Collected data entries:
Start of Block

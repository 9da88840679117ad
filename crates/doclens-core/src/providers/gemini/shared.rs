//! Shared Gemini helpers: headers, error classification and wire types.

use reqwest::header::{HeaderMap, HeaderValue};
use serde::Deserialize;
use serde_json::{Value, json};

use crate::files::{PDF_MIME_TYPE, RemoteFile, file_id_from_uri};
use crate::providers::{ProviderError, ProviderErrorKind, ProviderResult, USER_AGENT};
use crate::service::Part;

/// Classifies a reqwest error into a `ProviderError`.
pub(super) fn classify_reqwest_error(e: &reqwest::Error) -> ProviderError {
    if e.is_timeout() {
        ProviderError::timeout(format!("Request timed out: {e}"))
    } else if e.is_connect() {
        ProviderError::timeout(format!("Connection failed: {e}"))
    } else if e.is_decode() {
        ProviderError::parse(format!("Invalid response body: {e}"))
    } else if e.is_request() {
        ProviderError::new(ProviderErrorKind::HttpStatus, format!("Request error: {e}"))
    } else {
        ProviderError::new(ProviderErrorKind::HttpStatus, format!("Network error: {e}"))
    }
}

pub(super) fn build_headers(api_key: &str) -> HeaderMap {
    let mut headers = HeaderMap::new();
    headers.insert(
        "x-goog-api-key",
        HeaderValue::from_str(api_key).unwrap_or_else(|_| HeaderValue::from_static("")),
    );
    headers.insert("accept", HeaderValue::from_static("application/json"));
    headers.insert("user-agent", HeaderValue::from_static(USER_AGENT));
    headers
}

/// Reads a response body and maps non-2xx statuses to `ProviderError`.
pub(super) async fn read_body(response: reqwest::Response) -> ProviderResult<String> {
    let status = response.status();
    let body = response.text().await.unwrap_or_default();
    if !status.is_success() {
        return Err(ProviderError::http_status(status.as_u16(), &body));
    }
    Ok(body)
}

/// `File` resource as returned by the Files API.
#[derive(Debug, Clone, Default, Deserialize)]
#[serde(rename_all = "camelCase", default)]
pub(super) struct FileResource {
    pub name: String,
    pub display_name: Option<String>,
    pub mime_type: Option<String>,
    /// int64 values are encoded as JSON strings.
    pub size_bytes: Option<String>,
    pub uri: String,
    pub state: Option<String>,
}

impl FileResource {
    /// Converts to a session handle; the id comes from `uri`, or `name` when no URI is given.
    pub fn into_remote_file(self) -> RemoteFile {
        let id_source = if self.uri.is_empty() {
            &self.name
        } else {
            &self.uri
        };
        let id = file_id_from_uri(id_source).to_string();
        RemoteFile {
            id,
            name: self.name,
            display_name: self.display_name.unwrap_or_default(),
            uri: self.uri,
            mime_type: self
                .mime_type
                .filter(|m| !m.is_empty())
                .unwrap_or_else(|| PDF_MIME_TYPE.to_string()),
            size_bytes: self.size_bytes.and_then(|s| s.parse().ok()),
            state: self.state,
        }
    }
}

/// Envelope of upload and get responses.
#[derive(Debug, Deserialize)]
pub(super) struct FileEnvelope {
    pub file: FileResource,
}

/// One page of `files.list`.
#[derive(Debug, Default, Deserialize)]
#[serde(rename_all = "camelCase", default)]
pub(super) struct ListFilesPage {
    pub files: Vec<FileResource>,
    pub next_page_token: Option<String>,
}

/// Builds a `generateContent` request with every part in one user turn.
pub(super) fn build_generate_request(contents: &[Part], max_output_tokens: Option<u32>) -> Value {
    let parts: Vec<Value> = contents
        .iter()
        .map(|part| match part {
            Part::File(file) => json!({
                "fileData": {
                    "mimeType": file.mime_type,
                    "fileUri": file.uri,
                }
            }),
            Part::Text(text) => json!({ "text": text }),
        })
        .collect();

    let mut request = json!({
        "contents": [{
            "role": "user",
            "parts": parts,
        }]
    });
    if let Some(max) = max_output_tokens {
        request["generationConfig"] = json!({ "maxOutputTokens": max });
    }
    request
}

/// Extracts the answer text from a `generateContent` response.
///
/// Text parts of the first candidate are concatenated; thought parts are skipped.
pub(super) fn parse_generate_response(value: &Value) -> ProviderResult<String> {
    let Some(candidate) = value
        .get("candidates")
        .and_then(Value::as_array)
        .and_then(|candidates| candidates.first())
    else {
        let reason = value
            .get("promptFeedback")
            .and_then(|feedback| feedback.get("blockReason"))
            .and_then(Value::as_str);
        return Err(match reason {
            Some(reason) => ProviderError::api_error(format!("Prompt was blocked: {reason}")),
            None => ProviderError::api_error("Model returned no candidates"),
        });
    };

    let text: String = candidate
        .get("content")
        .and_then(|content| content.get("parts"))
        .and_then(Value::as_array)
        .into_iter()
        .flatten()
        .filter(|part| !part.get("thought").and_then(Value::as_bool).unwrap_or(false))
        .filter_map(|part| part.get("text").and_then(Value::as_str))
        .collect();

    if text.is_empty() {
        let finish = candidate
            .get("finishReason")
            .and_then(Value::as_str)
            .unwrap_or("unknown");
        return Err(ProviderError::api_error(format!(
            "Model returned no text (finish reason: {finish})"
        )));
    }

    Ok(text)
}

End of Block

**Task item**
Wherever "state" turns up in the records, copy the whole line.

**Task solution**
    pub state: Option<String>,
            state: self.state,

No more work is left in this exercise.